Nel silenzio dell’Occidente, oggi in Russia si sono chiuse le urne – rimaste aperte per ben sette giorni – per votare le modifiche costituzionali proposte dal presidente Vladimir Putin. Modifiche costituzionali che permetterebbero allo stesso Putin di rimanere in carica fino al 2036. O, se preferite, a vita. Sempre in Russia, qualche giorno fa, è stato arrestato il regista russo Kirill Serebrennikov per l’appropriazione indebita di 129 milioni di rubli di finanziamenti pubblici assegnati fra il 2011 e il 2014. Caso vuole che Serebrennikov aveva assunto posizioni critiche sul ruolo della Chiesa ortodossa nella società russa e sullo stesso governo di Vladimir Putin: “Quando un giorno apriranno gli archivi del servizio di sicurezza, tutto diventerà chiaro e scopriremo chi ha dato gli ordini, chi ha inventato questo caso, chi l'ha fabbricato, chi ha scritto le denunce”, ha dichiarato il regista, che si è sempre professato innocente,  dopo la condanna. Anche in questo caso, non abbiamo traccia di alcun commento da parte del governo italiano.
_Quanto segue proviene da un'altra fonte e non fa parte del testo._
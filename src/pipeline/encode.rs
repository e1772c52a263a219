//! Image encoding: `DynamicImage` → PNG bytes or PNG file.
//!
//! PNG is lossless, which keeps rasterised text crisp for OCR. Exported
//! embedded images are normalised to RGBA first so CMYK or 16-bit sources
//! still produce a file every Markdown viewer can open.

use crate::error::Pdf2NoteError;
use image::{DynamicImage, ImageFormat};
use std::io::Cursor;
use std::path::Path;
use tracing::debug;

/// Encode an image as PNG in memory.
pub fn encode_png(img: &DynamicImage) -> Result<Vec<u8>, image::ImageError> {
    let mut buf = Vec::new();
    img.write_to(&mut Cursor::new(&mut buf), ImageFormat::Png)?;
    debug!("Encoded {}x{} image → {} PNG bytes", img.width(), img.height(), buf.len());
    Ok(buf)
}

/// Write an image to `path` as an RGBA PNG.
pub fn save_png(img: &DynamicImage, path: &Path) -> Result<(), Pdf2NoteError> {
    let rgba = DynamicImage::ImageRgba8(img.to_rgba8());
    let bytes = encode_png(&rgba).map_err(|e| Pdf2NoteError::OutputWriteFailed {
        path: path.to_path_buf(),
        source: std::io::Error::other(e),
    })?;
    std::fs::write(path, bytes).map_err(|e| Pdf2NoteError::OutputWriteFailed {
        path: path.to_path_buf(),
        source: e,
    })
}

#[cfg(test)]
mod tests {
    use super::*;
    use image::{Rgb, RgbImage};

    #[test]
    fn encode_small_image() {
        let img = DynamicImage::ImageRgb8(RgbImage::from_pixel(10, 10, Rgb([120, 160, 200])));
        let png = encode_png(&img).expect("encode should succeed");
        assert_eq!(&png[..8], b"\x89PNG\r\n\x1a\n");
    }

    #[test]
    fn save_png_round_trips_dimensions() {
        let dir = tempfile::tempdir().unwrap();
        let path = dir.path().join("p0001_img01.png");
        let img = DynamicImage::ImageRgb8(RgbImage::from_pixel(12, 6, Rgb([1, 2, 3])));
        save_png(&img, &path).unwrap();
        let back = image::open(&path).unwrap();
        assert_eq!((back.width(), back.height()), (12, 6));
    }

    #[test]
    fn save_png_reports_unwritable_path() {
        let img = DynamicImage::ImageRgb8(RgbImage::new(1, 1));
        let err = save_png(&img, Path::new("/nonexistent-dir/x.png")).unwrap_err();
        assert!(matches!(err, Pdf2NoteError::OutputWriteFailed { .. }));
    }
}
Nel silenzio dell’Occidente, oggi in Turchia, migliaia di avvocati sono scesi in piazza contro la riforma promossa dal presidente Recep Tayyip Erdogan che mira a indebolire il ruolo del loro ordine. Nei fatti, dicono gli avvocati, Erdogan mira a creare un secondo ordine di avvocati fedeli al suo regime. Negli ultimi anni l’ordine degli avvocati e le associazioni che a esso si riferiscono sono state in prima linea nel criticare il governo e il presidente Erdogan per violazioni dello stato di diritto e dei diritti umani, pagando in diversi casi la loro opposizione con l’arresto. Qualche giorno fa, peraltro, la Turchia ha condannato all’ergastolo 26 persone per il fallito colpo di Stato del 15 luglio 2016. In seguito al tentato golpe, stando ai numeri in possesso della stampa estera, sono stati arrestati 2745 magistrati, 2 giudici della corte costituzionale, 58 membri del consiglio di Stato, 140 membri della suprema corte d’appello, e sospesi dall’insegnamento circa 15mila docenti. Per non farci mancare nulla, oggi, il Consiglio per la radio e la televisione della Turchia controllato da membri della coalizione di governo del presidente Recep Tayyip Erdogan, ha sospeso per cinque giorni le trasmissioni dei canali televisivi di opposizione, Halk Tv e Tele 1, per presunte offese alle autorità turche. Anche in questo caso, le istituzioni italiane non sembra abbiano sbattuto un sopracciglio.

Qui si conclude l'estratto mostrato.